Postby Individual » Fri Apr 03, 2009 5:16 pm

What are the limitations of action?

To establish the existence of the limitation of action, I'll cite two cases from the Tipitaka, followed by argument from personal experience.

In the Samaññaphala Sutta (DN2), King Ajatasattu, who killed his father to gain power, learns from the Buddha and rejoices in what he learns. What the Buddha says afterwards is interesting.

So King Ajatasattu, delighting and rejoicing in the Blessed One's words, rose from his seat, bowed down to him, and — after circumambulating him — left. Not long after King Ajatasattu had left, the Blessed One addressed the monks: "The king is wounded, monks. The king is incapacitated. Had he not killed his father — that righteous man, that righteous king — the dustless, stainless Dhamma eye would have arisen to him as he sat in this very seat."

This suggests that Ajatasattu's fate (being killed by his own son, not being enlightened in that lifetime, being reborn in hell, etc.) was unavoidable, although if I remember correctly, the commentary said he was enlightened in the lifetime after his rebirth in hell.
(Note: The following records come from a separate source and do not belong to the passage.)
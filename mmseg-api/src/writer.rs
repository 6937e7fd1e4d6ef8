//! Token writers

use crate::dto::Token;
use crate::error::Result;
use std::io::{self, Write};

/// Trait for token writers
pub trait SegmentWriter: Send {
    /// Write a single token
    fn write_token(&mut self, token: &Token) -> Result<()>;

    /// Finalize output (e.g., close JSON array)
    fn finish(&mut self) -> Result<()>;
}

/// Plain text writer - `/x ` after every token
///
/// Whitespace and control characters are copied without a marker.
pub struct TextWriter<W: Write> {
    writer: W,
}

impl<W: Write> TextWriter<W> {
    /// Create a new text writer
    pub fn new(writer: W) -> Self {
        Self { writer }
    }

    /// Recover the underlying writer
    pub fn into_inner(self) -> W {
        self.writer
    }
}

impl TextWriter<io::Stdout> {
    /// Create a writer that writes to stdout
    pub fn stdout() -> Self {
        Self::new(io::stdout())
    }
}

impl<W: Write + Send> SegmentWriter for TextWriter<W> {
    fn write_token(&mut self, token: &Token) -> Result<()> {
        self.writer.write_all(token.text.as_bytes())?;
        let bare = token
            .text
            .chars()
            .last()
            .map_or(true, |c| c.is_whitespace() || c.is_control());
        if !bare {
            self.writer.write_all(b"/x ")?;
        }
        Ok(())
    }

    fn finish(&mut self) -> Result<()> {
        self.writer.flush()?;
        Ok(())
    }
}

/// JSON writer - outputs tokens as a JSON array
#[cfg(feature = "json")]
pub struct JsonWriter<W: Write> {
    writer: W,
    tokens: Vec<Token>,
}

#[cfg(feature = "json")]
impl<W: Write> JsonWriter<W> {
    /// Create a new JSON writer
    pub fn new(writer: W) -> Self {
        Self {
            writer,
            tokens: Vec::new(),
        }
    }

    /// Recover the underlying writer
    pub fn into_inner(self) -> W {
        self.writer
    }
}

#[cfg(feature = "json")]
impl<W: Write + Send> SegmentWriter for JsonWriter<W> {
    fn write_token(&mut self, token: &Token) -> Result<()> {
        self.tokens.push(token.clone());
        Ok(())
    }

    fn finish(&mut self) -> Result<()> {
        serde_json::to_writer_pretty(&mut self.writer, &self.tokens)?;
        writeln!(self.writer)?;
        self.writer.flush()?;
        Ok(())
    }
}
In another case, there is Angulimala, who was a bandit who murdered many people, yet later became a bhikkhu and an Arahant. See the Angulimala Sutta (MN 86).

I believe Bhikkhu Pesala has taken these passages (among many others) to delineate in this article rebirth in hell, for various acts. Because, for instance, Ajatasattu killed his own father, his fate is said to be inevitable ("definitely" reborn in hell). But with Angulimala, he did not murder his parents or Arahants, so the potential for enlightenment was still there.
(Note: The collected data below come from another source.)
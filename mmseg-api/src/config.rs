//! High-level configuration API

use crate::error::{ApiError, Result};
use encoding_rs::Encoding;
use mmseg_core::SegmentOptions;
use serde::{Deserialize, Serialize};
use std::path::Path;

/// High-level configuration for segmentation
///
/// Deserializes from TOML:
///
/// ```toml
/// encoding = "gbk"
/// threads = 4
///
/// [segment]
/// columns = "pinyin"
/// block_capacity = 8192
///
/// [segment.annotation_ids]
/// pinyin = 1
/// ```
#[derive(Debug, Clone, PartialEq, Serialize, Deserialize)]
#[serde(default)]
pub struct Config {
    segment: SegmentOptions,
    encoding: String,
    threads: Option<usize>,
}

impl Default for Config {
    fn default() -> Self {
        Self {
            segment: SegmentOptions::default(),
            encoding: "utf-8".to_string(),
            threads: None,
        }
    }
}

impl Config {
    /// Create a builder
    pub fn builder() -> ConfigBuilder {
        ConfigBuilder::default()
    }

    /// Parse a configuration from TOML
    pub fn from_toml_str(toml_str: &str) -> Result<Self> {
        let config: Self = toml::from_str(toml_str)
            .map_err(|e| ApiError::Configuration(format!("failed to parse config: {e}")))?;
        config.validate()?;
        Ok(config)
    }

    /// Read a configuration from a TOML file
    pub fn from_file(path: impl AsRef<Path>) -> Result<Self> {
        let content = std::fs::read_to_string(path.as_ref())?;
        Self::from_toml_str(&content)
    }

    /// Options handed to each segmentation session
    pub fn segment_options(&self) -> &SegmentOptions {
        &self.segment
    }

    /// Thread count for batch segmentation; `None` uses every core
    pub fn threads(&self) -> Option<usize> {
        self.threads
    }

    /// Label of the encoding used to decode byte input
    pub fn encoding_label(&self) -> &str {
        &self.encoding
    }

    /// Encoding used to decode byte input
    pub fn encoding(&self) -> Result<&'static Encoding> {
        lookup_encoding(&self.encoding)
    }

    fn validate(&self) -> Result<()> {
        lookup_encoding(&self.encoding)?;
        if self.threads == Some(0) {
            return Err(ApiError::Configuration(
                "thread count must be positive".to_string(),
            ));
        }
        if self.segment.block_capacity == 0 {
            return Err(ApiError::Configuration(
                "block capacity must be positive".to_string(),
            ));
        }
        Ok(())
    }
}

fn lookup_encoding(label: &str) -> Result<&'static Encoding> {
    Encoding::for_label(label.as_bytes())
        .ok_or_else(|| ApiError::Configuration(format!("unknown encoding: {label}")))
}

/// Configuration builder
#[derive(Debug, Default)]
pub struct ConfigBuilder {
    config: Config,
}

impl ConfigBuilder {
    /// Annotate tokens with a dictionary column, reported under `prop_id`
    pub fn annotate(mut self, column: &str, prop_id: u16) -> Self {
        self.config.segment = self.config.segment.with_annotation(column, prop_id);
        self
    }

    /// Set the block capacity in characters
    pub fn block_capacity(mut self, capacity: usize) -> Self {
        self.config.segment.block_capacity = capacity;
        self
    }

    /// Enable or disable case folding before dictionary lookup
    pub fn lowercase(mut self, lowercase: bool) -> Self {
        self.config.segment.lowercase = lowercase;
        self
    }

    /// Set the encoding of byte input
    pub fn encoding(mut self, label: impl Into<String>) -> Result<Self> {
        let label = label.into();
        lookup_encoding(&label)?;
        self.config.encoding = label;
        Ok(self)
    }

    /// Set thread count
    pub fn threads(mut self, threads: Option<usize>) -> Self {
        self.config.threads = threads;
        self
    }

    /// Build the configuration
    pub fn build(self) -> Result<Config> {
        self.config.validate()?;
        Ok(self.config)
    }
}

#[cfg(test)]
mod tests {
    use super::*;

    #[test]
    fn test_builder_defaults() {
        let config = Config::builder().build().unwrap();
        assert_eq!(config, Config::default());
        assert_eq!(config.encoding().unwrap(), encoding_rs::UTF_8);
        assert!(config.segment_options().lowercase);
    }

    #[test]
    fn test_builder_settings() {
        let config = Config::builder()
            .annotate("pinyin", 2)
            .block_capacity(256)
            .lowercase(false)
            .threads(Some(3))
            .encoding("GBK")
            .unwrap()
            .build()
            .unwrap();

        let options = config.segment_options();
        assert_eq!(options.columns, "pinyin");
        assert_eq!(options.annotation_id("pinyin"), 2);
        assert_eq!(options.block_capacity, 256);
        assert!(!options.lowercase);
        assert_eq!(config.threads(), Some(3));
        assert_eq!(config.encoding().unwrap(), encoding_rs::GBK);
    }

    #[test]
    fn test_unknown_encoding_rejected() {
        let err = Config::builder().encoding("klingon").unwrap_err();
        assert!(matches!(err, ApiError::Configuration(_)));
    }

    #[test]
    fn test_zero_threads_rejected() {
        assert!(Config::builder().threads(Some(0)).build().is_err());
    }

    #[test]
    fn test_from_toml_str() {
        let config = Config::from_toml_str(
            r#"
            encoding = "gb18030"
            threads = 2

            [segment]
            columns = "pinyin;thesaurus"
            block_capacity = 1024

            [segment.annotation_ids]
            thesaurus = 5
            "#,
        )
        .unwrap();
        assert_eq!(config.threads(), Some(2));
        assert_eq!(config.encoding().unwrap(), encoding_rs::GB18030);
        assert_eq!(config.segment_options().block_capacity, 1024);
        assert_eq!(config.segment_options().annotation_id("thesaurus"), 5);
        assert!(config.segment_options().lowercase);
    }

    #[test]
    fn test_from_toml_rejects_bad_values() {
        assert!(Config::from_toml_str("threads = 0").is_err());
        assert!(Config::from_toml_str("encoding = \"nope\"").is_err());
        assert!(Config::from_toml_str("threads = \"many\"").is_err());
    }

    #[test]
    fn test_from_file() {
        use std::io::Write;

        let mut file = tempfile::NamedTempFile::new().unwrap();
        writeln!(file, "[segment]\nlowercase = false").unwrap();
        let config = Config::from_file(file.path()).unwrap();
        assert!(!config.segment_options().lowercase);

        let missing = Config::from_file(file.path().with_extension("missing"));
        assert!(matches!(missing, Err(ApiError::Io(_))));
    }
}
This is fairly logical analysis of scripture, but more to the point: What is it about these actions that makes their future effects mutable or immutable?

In our personal experience, there seems to be some kind of limitation to action, but it's a bit ambiguous. When we look outside of ourselves, we see a deterministic world, the mere shuffling of matter, but through introspection, we see a wonderful potential for freedom. People who misguidedly believe in either the extreme of determinism or indeterminism narrowmindedy focus on one or the other aspect of experience -- the internal or the external.

There is the feeling that over time, through my life, I have become this, yet now I have the potential to become something else. In Buddhist terms, in the past, the chains of dependent origination have caused this being to arise, which is old karma, but here and now, there is the potential to create new karma.

But to what degree is there such potential? It is hard to know. A person can overestimate their potential -- as if King Ajatasattu were to expect to not face the results of his actions -- and a person can underestimate their potential -- like Angulimala not expecting himself to have the potential for sainthood. One should not have unreasonable expectations.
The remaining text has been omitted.